**Problem requirements:** Count the lines in the records below that contain the word "super", and give only that number.

******

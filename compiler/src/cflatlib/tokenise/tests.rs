use super::super::types::{CompileError, CompilerOptions};
use super::{tokenise, LineStructure};

fn lines(source: &str) -> Vec<LineStructure> {
    match tokenise(source, &CompilerOptions::default()) {
        Ok(lines) => lines,
        Err(e) => panic!("failed to tokenise {source:?}: {e}"),
    }
}

fn tokens(source: &str) -> Vec<Vec<String>> {
    lines(source).into_iter().map(|line| line.tokens).collect()
}

fn words(text: &[&str]) -> Vec<String> {
    text.iter().map(|s| (*s).to_string()).collect()
}

#[test]
fn test_simple_statement() {
    assert_eq!(
        lines("int x = 1;"),
        vec![LineStructure {
            line_number: 1,
            depth: 0,
            tokens: words(&["int", "x", "=", "1"]),
            opens_block: false,
        }]
    );
}

#[test]
fn test_last_statement_needs_no_semicolon() {
    assert_eq!(tokens("a = 1; b = 2"), vec![words(&["a", "=", "1"]), words(&["b", "=", "2"])]);
}

#[test]
fn test_depth_and_line_numbers() {
    let got: Vec<(u32, usize, Vec<String>)> = lines(
        "void main() {\n  x = 1;\n  if (x) {\n    y = 2;\n  }\n}\n",
    )
    .into_iter()
    .map(|line| (line.line_number, line.depth, line.tokens))
    .collect();
    assert_eq!(
        got,
        vec![
            (1, 0, words(&["void", "main", "(", ")"])),
            (2, 1, words(&["x", "=", "1"])),
            (3, 1, words(&["if", "(", "x", ")"])),
            (4, 2, words(&["y", "=", "2"])),
        ]
    );
}

#[test]
fn test_block_openers_are_marked() {
    let got: Vec<bool> = lines("if (a)\n{\n  b = 1;\n}\nc = 2; { d = 3 }")
        .into_iter()
        .map(|line| line.opens_block)
        .collect();
    assert_eq!(got, vec![true, false, false, false]);
}

#[test]
fn test_else_after_closing_brace() {
    let got: Vec<(usize, Vec<String>)> = lines("if (a) { b = 1; } else { b = 2; }")
        .into_iter()
        .map(|line| (line.depth, line.tokens))
        .collect();
    assert_eq!(
        got,
        vec![
            (0, words(&["if", "(", "a", ")"])),
            (1, words(&["b", "=", "1"])),
            (0, words(&["else"])),
            (1, words(&["b", "=", "2"])),
        ]
    );
}

#[test]
fn test_longest_operator_wins() {
    assert_eq!(
        tokens("a <<= b>>>c; d<=e;"),
        vec![
            words(&["a", "<<=", "b", ">>>", "c"]),
            words(&["d", "<=", "e"]),
        ]
    );
    assert_eq!(tokens("p->q!=0"), vec![words(&["p", "->", "q", "!=", "0"])]);
}

#[test]
fn test_increment_is_refused() {
    match tokenise("x = 1;\ni++;", &CompilerOptions::default()) {
        Err(CompileError::IllegalToken { line, token, .. }) => {
            assert_eq!(line, 2);
            assert_eq!(token, "++");
        }
        other => panic!("expected an illegal token, got {other:?}"),
    }
    assert!(matches!(
        tokenise("x--;", &CompilerOptions::default()),
        Err(CompileError::IllegalToken { .. })
    ));
}

#[test]
fn test_unsupported_keywords() {
    match tokenise("unsigned x;", &CompilerOptions::default()) {
        Err(CompileError::IllegalToken { line: 1, token, .. }) => assert_eq!(token, "unsigned"),
        other => panic!("expected an illegal token, got {other:?}"),
    }
    let lenient = CompilerOptions {
        error_incompatibles: false,
        ..CompilerOptions::default()
    };
    assert_eq!(
        tokenise("unsigned x;", &lenient).expect("valid").len(),
        1
    );
}

#[test]
fn test_comments_are_dropped() {
    let got: Vec<(u32, Vec<String>)> = lines("a = 1; // one\n/* two\nthree */ b = 2;")
        .into_iter()
        .map(|line| (line.line_number, line.tokens))
        .collect();
    assert_eq!(
        got,
        vec![(1, words(&["a", "=", "1"])), (3, words(&["b", "=", "2"]))]
    );
}

#[test]
fn test_char_literals_become_numbers() {
    assert_eq!(
        tokens("c = 'A'; d = '\\n'; e='\\0'"),
        vec![
            words(&["c", "=", "65"]),
            words(&["d", "=", "10"]),
            words(&["e", "=", "0"]),
        ]
    );
    assert!(matches!(
        tokenise("c = '';", &CompilerOptions::default()),
        Err(CompileError::Syntax { .. })
    ));
    assert!(matches!(
        tokenise("c = 'ab';", &CompilerOptions::default()),
        Err(CompileError::Syntax { .. })
    ));
}

#[test]
fn test_string_literals_keep_their_quotes() {
    assert_eq!(
        tokens("s = \"a; {b}\"; t = \"x\\ty\";"),
        vec![
            words(&["s", "=", "\"a; {b}\""]),
            words(&["t", "=", "\"x\ty\""]),
        ]
    );
}

#[test]
fn test_newline_inside_string_is_dropped() {
    let got: Vec<(u32, Vec<String>)> = lines("s = \"a\nb\"; t = 1;")
        .into_iter()
        .map(|line| (line.line_number, line.tokens))
        .collect();
    assert_eq!(
        got,
        vec![
            (1, words(&["s", "=", "\"ab\""])),
            (2, words(&["t", "=", "1"])),
        ]
    );
}

#[test]
fn test_ellipsis_is_one_token() {
    assert_eq!(
        tokens("f(a, ...);"),
        vec![words(&["f", "(", "a", ",", "...", ")"])]
    );
}

#[test]
fn test_semicolons_inside_parentheses() {
    assert_eq!(
        tokens("for (i = 0; i < 3; i = i + 1) { }"),
        vec![words(&[
            "for", "(", "i", "=", "0", ";", "i", "<", "3", ";", "i", "=", "i", "+", "1", ")",
        ])]
    );
}

#[test]
fn test_decimal_points() {
    assert_eq!(
        tokens("x = 1.5 + .25 + 3.; y = 2.5e-3f * p.q;"),
        vec![
            words(&["x", "=", "1.5", "+", ".25", "+", "3."]),
            words(&["y", "=", "2.5e-3f", "*", "p", ".", "q"]),
        ]
    );
}

#[test]
fn test_digraphs() {
    let options = CompilerOptions {
        use_digraphs: true,
        ..CompilerOptions::default()
    };
    let got: Vec<(usize, Vec<String>)> = tokenise("if (x) <% y = 1; %>", &options)
        .expect("valid")
        .into_iter()
        .map(|line| (line.depth, line.tokens))
        .collect();
    assert_eq!(
        got,
        vec![(0, words(&["if", "(", "x", ")"])), (1, words(&["y", "=", "1"]))]
    );
}

#[test]
fn test_unterminated_things() {
    for source in ["s = \"abc;", "a = 1; /* never closed", "f(x;", "{ a = 1;", "a = 1; }", ")"] {
        assert!(
            matches!(
                tokenise(source, &CompilerOptions::default()),
                Err(CompileError::Syntax { .. })
            ),
            "{source:?} should be a syntax error"
        );
    }
}

#[test]
fn test_stray_comment_terminator() {
    assert!(matches!(
        tokenise("a = b */ c;", &CompilerOptions::default()),
        Err(CompileError::Syntax { .. })
    ));
}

******

**Response to the exercise:** 2